I never played Spin the Bottle as a teenager because I was building the database in my brain that enables me to write for you every day, dear reader, giving you the facts that you didn’t need about nudie cuties and foreign ripoffs. I didn’t have seven minutes in heaven, but I can also tell you about Mamie Van Doren and Mickey Hargitay.

Somehow, this movie was two hours and four minutes, which is about an hour too long.

Cole Randell (Tanner Stine) has just moved to Houston, a place where his mentally ill mother Maura (Ali Larter) lives. Back in 1978, in his family home, there was a massacre, so of course, that’s where he’s going to live. Being a popular high schooler, he’s also going to get another kissing part– not a rainbow party; do you remember when people were worried about that? — going and another demon is going to kill everyone because, yes, that’s what I signed up for while my life was in the hands of the cockpit on this flight.

Cole makes the football team, and despite his mother telling him Don’t Look In the Basement — a much better Texas horror movie — he’s soon down there making kissy faces with Kasey (Kaylee Kaneshiro), Milla (Ryan Whitney) and Sophie (Angela Halili) despite the fact that horrific events once happened there. Maybe he likes having a fear boner?

Justin Long shows up as the sheriff, who is also the father of Kasey and worried about this new boy in town, while Tony Amendola plays the priest, who has ties to the last massacre and exists only to give us exposition.

This feels like the 2000s PG-13 horror cycle, when movies existed for only a week ann disappeared mercifully, forever.
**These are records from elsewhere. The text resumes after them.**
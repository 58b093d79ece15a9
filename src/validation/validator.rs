//! Entry validator
//!
//! Validation semantics:
//! - Rules derive from each field's variant; see [`super::rules`]
//! - `required` fields must be present and non-null
//! - Undeclared keys are dropped from the validated output
//! - Nested schemas (repeater, layout) are validated by recursive descent
//! - Every violation is collected; any violation rejects the whole entry
//!
//! Collaborator failures (existence lookups) abort validation immediately and
//! are reported as fatal, never folded into the error map.
//!
//! On update, a required password is satisfied by the hash already stored in
//! the previous document, so leaving it out keeps the old secret.

use serde_json::{Map, Value};

use super::context::ValidationContext;
use super::errors::ValidationErrors;
use super::rules::{self, RuleResult};
use crate::errors::{ContentError, ContentResult};
use crate::observability::{log_event, Event, Logger};
use crate::providers::CollaboratorResult;
use crate::schema::{FieldDescriptor, FieldKind, Schema};

/// Entry data that passed validation: declared fields only.
#[derive(Debug, Clone, Default, PartialEq)]
pub struct ValidatedDocument {
    data: Map<String, Value>,
}

impl ValidatedDocument {
    /// Wraps data that is already known to satisfy its schema.
    pub(crate) fn trusted(data: Map<String, Value>) -> Self {
        Self { data }
    }

    pub fn get(&self, handle: &str) -> Option<&Value> {
        self.data.get(handle)
    }

    pub fn as_map(&self) -> &Map<String, Value> {
        &self.data
    }

    pub fn into_inner(self) -> Map<String, Value> {
        self.data
    }
}

/// Accepted value of a subtree plus every violation found beneath it.
pub(super) struct Checked<T> {
    pub(super) value: T,
    pub(super) errors: ValidationErrors,
}

impl Checked<Option<Value>> {
    pub(super) fn valid(value: Value) -> Self {
        Self {
            value: Some(value),
            errors: ValidationErrors::new(),
        }
    }

    pub(super) fn absent(value: Option<Value>) -> Self {
        Self {
            value,
            errors: ValidationErrors::new(),
        }
    }

    pub(super) fn fail(path: &str, message: impl Into<String>) -> Self {
        Self {
            value: None,
            errors: ValidationErrors::single(path, message),
        }
    }

    pub(super) fn with_errors(value: Value, errors: ValidationErrors) -> Self {
        Self {
            value: Some(value),
            errors,
        }
    }

    fn from_rule(value: &Value, path: &str, result: RuleResult) -> Self {
        match result {
            Ok(()) => Self::valid(value.clone()),
            Err(message) => Self::fail(path, message),
        }
    }
}

/// Validates entry documents against compiled field lists.
pub struct EntryValidator<'c, 'a> {
    pub(super) ctx: &'c ValidationContext<'a>,
    previous: Option<&'c Map<String, Value>>,
}

impl<'c, 'a> EntryValidator<'c, 'a> {
    pub fn new(ctx: &'c ValidationContext<'a>) -> Self {
        Self { ctx, previous: None }
    }

    /// Validates an update of the entry whose stored data is `previous`.
    pub fn with_previous(mut self, previous: Option<&'c Map<String, Value>>) -> Self {
        self.previous = previous;
        self
    }

    /// Validates `document` against the schema's field list.
    pub fn validate_schema(&self, schema: &Schema, document: &Value) -> ContentResult<ValidatedDocument> {
        self.validate(&schema.fields, document)
    }

    /// Validates `document` against `fields`.
    ///
    /// # Errors
    ///
    /// - `ContentError::Validation` with the full path → messages map
    /// - `ContentError::Collaborator` if an existence lookup failed
    pub fn validate(&self, fields: &[FieldDescriptor], document: &Value) -> ContentResult<ValidatedDocument> {
        let result = self.validate_inner(fields, document);

        let space = self.ctx.space().to_string();
        match &result {
            Ok(validated) => {
                let count = validated.as_map().len().to_string();
                Logger::info(Event::EntryValidated.as_str(), &[("fields", &count), ("space", &space)]);
            }
            Err(ContentError::Validation(errors)) => {
                let count = errors.len().to_string();
                Logger::warn(Event::EntryRejected.as_str(), &[("errors", &count), ("space", &space)]);
            }
            Err(err) => {
                let reason = err.to_string();
                log_event(Event::CollaboratorFailed, &[("reason", &reason), ("space", &space)]);
            }
        }

        result
    }

    fn validate_inner(&self, fields: &[FieldDescriptor], document: &Value) -> ContentResult<ValidatedDocument> {
        let Some(doc) = document.as_object() else {
            return Err(ValidationErrors::single("data", "The data field must be an object.").into());
        };

        let checked = self.check_fields(fields, doc, "")?;
        if checked.errors.is_empty() {
            Ok(ValidatedDocument { data: checked.value })
        } else {
            Err(checked.errors.into())
        }
    }

    /// Validates one level of a document; `prefix` is the path of the level.
    pub(super) fn check_fields(
        &self,
        fields: &[FieldDescriptor],
        doc: &Map<String, Value>,
        prefix: &str,
    ) -> CollaboratorResult<Checked<Map<String, Value>>> {
        let mut value = Map::new();
        let mut errors = ValidationErrors::new();

        // Stored values only exist for top-level fields.
        let previous = if prefix.is_empty() { self.previous } else { None };

        for field in fields {
            let path = join_path(prefix, &field.handle);
            let stored = previous.and_then(|p| p.get(&field.handle));
            let checked = self.check_field(field, doc.get(&field.handle), stored, &path)?;
            if let Some(accepted) = checked.value {
                value.insert(field.handle.clone(), accepted);
            }
            errors.merge(checked.errors);
        }

        Ok(Checked { value, errors })
    }

    fn check_field(
        &self,
        field: &FieldDescriptor,
        value: Option<&Value>,
        stored: Option<&Value>,
        path: &str,
    ) -> CollaboratorResult<Checked<Option<Value>>> {
        let supplied = match value {
            Some(v) if !is_absent(field, v) => v,
            _ if field.required && !keeps_stored(field, stored) => {
                return Ok(Checked::fail(path, format!("The {} field is required.", field.label)));
            }
            _ => return Ok(Checked::absent(value.cloned())),
        };

        match supplied {
            Value::Object(locales) if field.localized => self.check_locales(field, locales, path),
            _ => self.check_value(field, supplied, path),
        }
    }

    /// Each entry of a `locale -> value` map is checked like a bare value.
    fn check_locales(
        &self,
        field: &FieldDescriptor,
        locales: &Map<String, Value>,
        path: &str,
    ) -> CollaboratorResult<Checked<Option<Value>>> {
        let mut errors = ValidationErrors::new();

        for (locale, value) in locales {
            if locale.trim().is_empty() {
                errors.add(path, format!("The {} field has an empty locale key.", field.label));
                continue;
            }
            if value.is_null() {
                continue;
            }
            let checked = self.check_value(field, value, &join_path(path, locale))?;
            errors.merge(checked.errors);
        }

        Ok(Checked::with_errors(Value::Object(locales.clone()), errors))
    }

    fn check_value(
        &self,
        field: &FieldDescriptor,
        value: &Value,
        path: &str,
    ) -> CollaboratorResult<Checked<Option<Value>>> {
        let label = field.label.as_str();
        let rule = |result: RuleResult| Checked::from_rule(value, path, result);

        let checked = match &field.kind {
            FieldKind::Text | FieldKind::Textarea | FieldKind::Richtext => {
                rule(rules::string(value, label).map(|_| ()))
            }
            FieldKind::Number => rule(rules::numeric(value, label)),
            FieldKind::Boolean => rule(rules::boolean(value, label)),
            FieldKind::Date | FieldKind::Datetime => rule(rules::date_like(value, label)),
            FieldKind::Time => rule(rules::time(value, label)),
            FieldKind::Json => rule(rules::json(value, label)),
            FieldKind::Select { options } | FieldKind::Radio { options } | FieldKind::Enum { options } => {
                rule(rules::choice(value, label, options))
            }
            FieldKind::Color { options } => rule(rules::color(value, label, options)),
            FieldKind::Slug { .. } => rule(rules::slug(value, label)),
            FieldKind::Password => rule(rules::password(
                value,
                label,
                self.ctx.config().password_min_length,
            )),
            FieldKind::Tags { options } => self.check_tags(value, path, label, options),
            FieldKind::Asset { allowed_kinds } => self.check_asset(value, path, label, allowed_kinds)?,
            FieldKind::Assets { allowed_kinds } => self.check_assets(value, path, label, allowed_kinds)?,
            FieldKind::Relation { relation } => self.check_relation(value, path, label, relation)?,
            FieldKind::Repeater { fields } => self.check_repeater(value, path, label, fields)?,
            FieldKind::Layout { blocks } => self.check_layout(value, path, label, blocks)?,
        };

        Ok(checked)
    }
}

/// Null, and blank strings for fields whose empty value means "unchanged".
fn is_absent(field: &FieldDescriptor, value: &Value) -> bool {
    match value {
        Value::Null => true,
        Value::String(s) => {
            s.is_empty() && matches!(field.kind, FieldKind::Password | FieldKind::Slug { .. })
        }
        Value::Object(map) => field.localized && map.is_empty(),
        _ => false,
    }
}

/// A password left blank on update keeps its stored hash.
fn keeps_stored(field: &FieldDescriptor, stored: Option<&Value>) -> bool {
    matches!(field.kind, FieldKind::Password) && stored.is_some_and(|v| !v.is_null())
}

pub(super) fn join_path(prefix: &str, segment: &str) -> String {
    if prefix.is_empty() {
        segment.to_string()
    } else {
        format!("{}.{}", prefix, segment)
    }
}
Chop it in half, show some of the killings and make it weird, not dull. I realize that’s easy for me to say, not having made it and going through all the work, but I don’t know how anyone would be pleased with what this ended up being.

AfrAId (2024)

I love watching movies on airplanes. Yes, part of it is sad that a creator makes a movie with hundreds of people, and I experience it on a small screen with minimal audio, but on the other hand, I concentrate more on the films that I watch while high in the clouds than I do those on the ground. I had a plethora of choices, and I decided, “Hey, Blumhouse.”

Chris Weitz may be better known for About a Boy and American Pie than horror movies. He also made The Golden Compass and The Twilight Saga: New Moon and wrote Star Wars: Rogue One.
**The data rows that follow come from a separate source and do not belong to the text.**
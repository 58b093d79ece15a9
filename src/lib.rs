//! aerocms - schema-driven content validation and normalization
//!
//! The content engine of a multi-tenant headless CMS:
//!
//! - [`schema`]: compile administrator-authored field schemas
//! - [`validation`]: validate entry payloads against compiled schemas
//! - [`normalize`]: apply field-type side effects before persistence
//! - [`projection`]: shape stored entries for output
//!
//! Tenant scope, reference existence, default locales and hashing come from
//! caller-supplied [`providers`]; the engine itself holds no state.

pub mod cli;
pub mod config;
pub mod entry;
pub mod errors;
pub mod normalize;
pub mod observability;
pub mod projection;
pub mod providers;
pub mod schema;
pub mod validation;

pub use config::EngineConfig;
pub use errors::{ContentError, ContentResult, Severity};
As this begins, we meet Maude (Riki Lindhome from Garfunkle and Oates), Henry (Greg Hill) and their daughter Aimee, who have started using an AI house program, AIA. Their daughter goes missing, and Maude is attacked after the AI stops listening to them.
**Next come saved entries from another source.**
//! Read shaping
//!
//! Applies the read options to a stored entry in a fixed order:
//! mask → locale → depth → projection. Masking always runs; the other steps
//! run only when requested.

use std::collections::HashMap;

use serde_json::Value;

use super::depth::{clamp_depth, limit_depth};
use super::errors::{ProjectionError, ProjectionResult};
use super::fields::project;
use super::locale::select_locale;
use super::mask::mask;
use crate::config::EngineConfig;
use crate::entry::EntryRecord;
use crate::observability::{Event, Logger};
use crate::providers::LocaleSelector;
use crate::schema::Schema;

/// Parsed read query options.
#[derive(Debug, Clone, Default, PartialEq, Eq)]
pub struct ReadOptions {
    /// Comma-separated output keys (`fields=`)
    pub fields: Option<String>,
    /// Pruning depth (`max_depth=`), already clamped
    pub max_depth: Option<usize>,
    /// Requested locale (`locale=`)
    pub locale: Option<String>,
}

impl ReadOptions {
    /// Parses read options from query parameters.
    ///
    /// `populate=` belongs to the reference expander and is ignored here, as
    /// are unknown parameters.
    pub fn parse(params: &HashMap<String, String>) -> ProjectionResult<Self> {
        let mut options = ReadOptions::default();

        for (key, value) in params {
            match key.as_str() {
                "fields" => options.fields = non_blank(value),
                "locale" => options.locale = non_blank(value),
                "max_depth" => options.max_depth = Some(parse_depth(value)?),
                _ => {}
            }
        }

        Ok(options)
    }

    pub fn with_fields(mut self, fields: impl Into<String>) -> Self {
        self.fields = Some(fields.into());
        self
    }

    pub fn with_max_depth(mut self, depth: i64) -> Self {
        self.max_depth = Some(clamp_depth(depth));
        self
    }

    pub fn with_locale(mut self, locale: impl Into<String>) -> Self {
        self.locale = Some(locale.into());
        self
    }
}

fn non_blank(value: &str) -> Option<String> {
    let trimmed = value.trim();
    (!trimmed.is_empty()).then(|| trimmed.to_string())
}

fn parse_depth(value: &str) -> ProjectionResult<usize> {
    value
        .trim()
        .parse::<i64>()
        .map(clamp_depth)
        .map_err(|_| ProjectionError::InvalidOption {
            name: "max_depth",
            value: value.to_string(),
        })
}

/// Shapes stored entries for output.
pub struct ReadProjector<'s> {
    selector: &'s dyn LocaleSelector,
    depth_cap: usize,
}

impl<'s> ReadProjector<'s> {
    pub fn new(selector: &'s dyn LocaleSelector) -> Self {
        Self {
            selector,
            depth_cap: crate::config::MAX_READ_DEPTH,
        }
    }

    pub fn from_config(config: &EngineConfig, selector: &'s dyn LocaleSelector) -> Self {
        Self {
            selector,
            depth_cap: config.max_read_depth.min(crate::config::MAX_READ_DEPTH),
        }
    }

    /// Produces the read payload for `entry`.
    ///
    /// Without `fields` the result is `{id, status, published_at, data}`;
    /// with `fields` it is the flat projection of the shaped entry.
    pub fn shape(&self, entry: &EntryRecord, schema: &Schema, options: &ReadOptions) -> Value {
        let mut data = mask(&entry.data, &schema.fields);

        if let Some(locale) = &options.locale {
            data = select_locale(&data, &schema.fields, locale, self.selector);
        }

        if let Some(depth) = options.max_depth {
            let depth = depth.min(self.depth_cap) as i64;
            if let Value::Object(pruned) = limit_depth(&Value::Object(data.clone()), depth) {
                data = pruned;
            }
        }

        let shaped = match &options.fields {
            Some(csv) => {
                let mut record = entry.clone();
                record.data = data;
                Value::Object(project(&record, csv))
            }
            None => entry.to_value_with(Value::Object(data)),
        };

        let id = entry.id.to_string();
        Logger::info(
            Event::EntryShaped.as_str(),
            &[
                ("entry", &id),
                ("fields", options.fields.as_deref().unwrap_or("*")),
                ("locale", options.locale.as_deref().unwrap_or("")),
                ("schema", &schema.handle),
            ],
        );
        shaped
    }
}

#[cfg(test)]
mod tests {
    use super::*;
    use crate::providers::FallbackLocaleSelector;
    use crate::schema::SchemaCompiler;
    use serde_json::json;

    fn schema() -> Schema {
        SchemaCompiler::new()
            .compile_schema(&json!({
                "handle": "posts",
                "type": "collection",
                "fields": [
                    {"handle": "title", "type": "text", "localized": true},
                    {"handle": "secret", "type": "password"},
                    {"handle": "meta", "type": "json"}
                ]
            }))
            .unwrap()
    }

    fn entry() -> EntryRecord {
        let data = json!({
            "title": {"en": "Hello", "de": "Hallo"},
            "secret": "$argon2id$hash",
            "meta": {"a": {"b": 1}}
        });
        EntryRecord::new(9, data.as_object().unwrap().clone())
    }

    fn params(pairs: &[(&str, &str)]) -> HashMap<String, String> {
        pairs.iter().map(|(k, v)| (k.to_string(), v.to_string())).collect()
    }

    #[test]
    fn test_parse_options() {
        let options = ReadOptions::parse(&params(&[
            ("fields", "id,title"),
            ("max_depth", "12"),
            ("locale", "de"),
            ("populate", "author"),
        ]))
        .unwrap();

        assert_eq!(options.fields.as_deref(), Some("id,title"));
        assert_eq!(options.max_depth, Some(8));
        assert_eq!(options.locale.as_deref(), Some("de"));
    }

    #[test]
    fn test_parse_rejects_bad_depth() {
        let err = ReadOptions::parse(&params(&[("max_depth", "deep")])).unwrap_err();
        assert_eq!(err.code(), "CMS_READ_INVALID_OPTION");
    }

    #[test]
    fn test_shape_full_payload_masks() {
        let selector = FallbackLocaleSelector::new("en");
        let shaped = ReadProjector::new(&selector).shape(&entry(), &schema(), &ReadOptions::default());

        assert_eq!(shaped["id"], json!(9));
        assert_eq!(shaped["status"], json!("draft"));
        assert_eq!(shaped["data"]["secret"], Value::Null);
        assert_eq!(shaped["data"]["title"], json!({"en": "Hello", "de": "Hallo"}));
    }

    #[test]
    fn test_shape_all_options() {
        let selector = FallbackLocaleSelector::new("en");
        let options = ReadOptions::default()
            .with_fields("id,title,secret,meta")
            .with_max_depth(0)
            .with_locale("de");

        let shaped = ReadProjector::new(&selector).shape(&entry(), &schema(), &options);
        assert_eq!(
            shaped,
            json!({"id": 9, "title": "Hallo", "secret": null, "meta": {}})
        );
    }

    #[test]
    fn test_config_caps_depth() {
        let selector = FallbackLocaleSelector::new("en");
        let config = EngineConfig {
            max_read_depth: 1,
            ..EngineConfig::default()
        };
        let options = ReadOptions::default().with_max_depth(5);

        let shaped = ReadProjector::from_config(&config, &selector).shape(&entry(), &schema(), &options);
        assert_eq!(shaped["data"]["meta"], json!({"a": {}}));
    }
}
We don’t hear of AIA again until her creators — Melody (Havana Rose Liu), Lightning (David Dastmalchian) and Sam (Ashley Romans) — come to meet him at the ad agency where Curtis (John Cho) works. They want to get people over their fear of AI and prove it’s harmless. He’s given his own AIA unit to use with his family — wife Meredith (Katherine Waterston), daughter Iris (Lukita Maxwell) and song Cal (Isaac Bae) — to see how it changes their lives.

For the most part, it’s positive. It diagnoses that Cal has atrial fibrillation and helps Iris get out of trouble when her boyfriend posts a deepfake sex video of her. Yet it starts to feel like AIA is taking over their lives, especially when it recreates Meredith’s deceased father (Keith Carradine, totally playing a John Carradine role) in virtual spirit form. The problem? They can’t turn off AIA any longer, and she begins to activate the real people she now controls, like Melody and two videoscreen-faced killers who live in a van that end up being Maude and Henry from the beginning, convinced that Curtis’ family is some Pizzagate child slavery group.

This was a $12 million low-budget film that made $13 million, so it was exactly what it should have been: a profitable little movie that ended up being better than it should be due to its cast. Dastmalchian adds something to every role he plays, and Cho and Waterson are great as the couple trapped in their own lives by an unseen intelligence. The end is pretty ridiculous but also prescient, if that makes sense. In short, it was a success; it helped a West to-East flight pass quickly.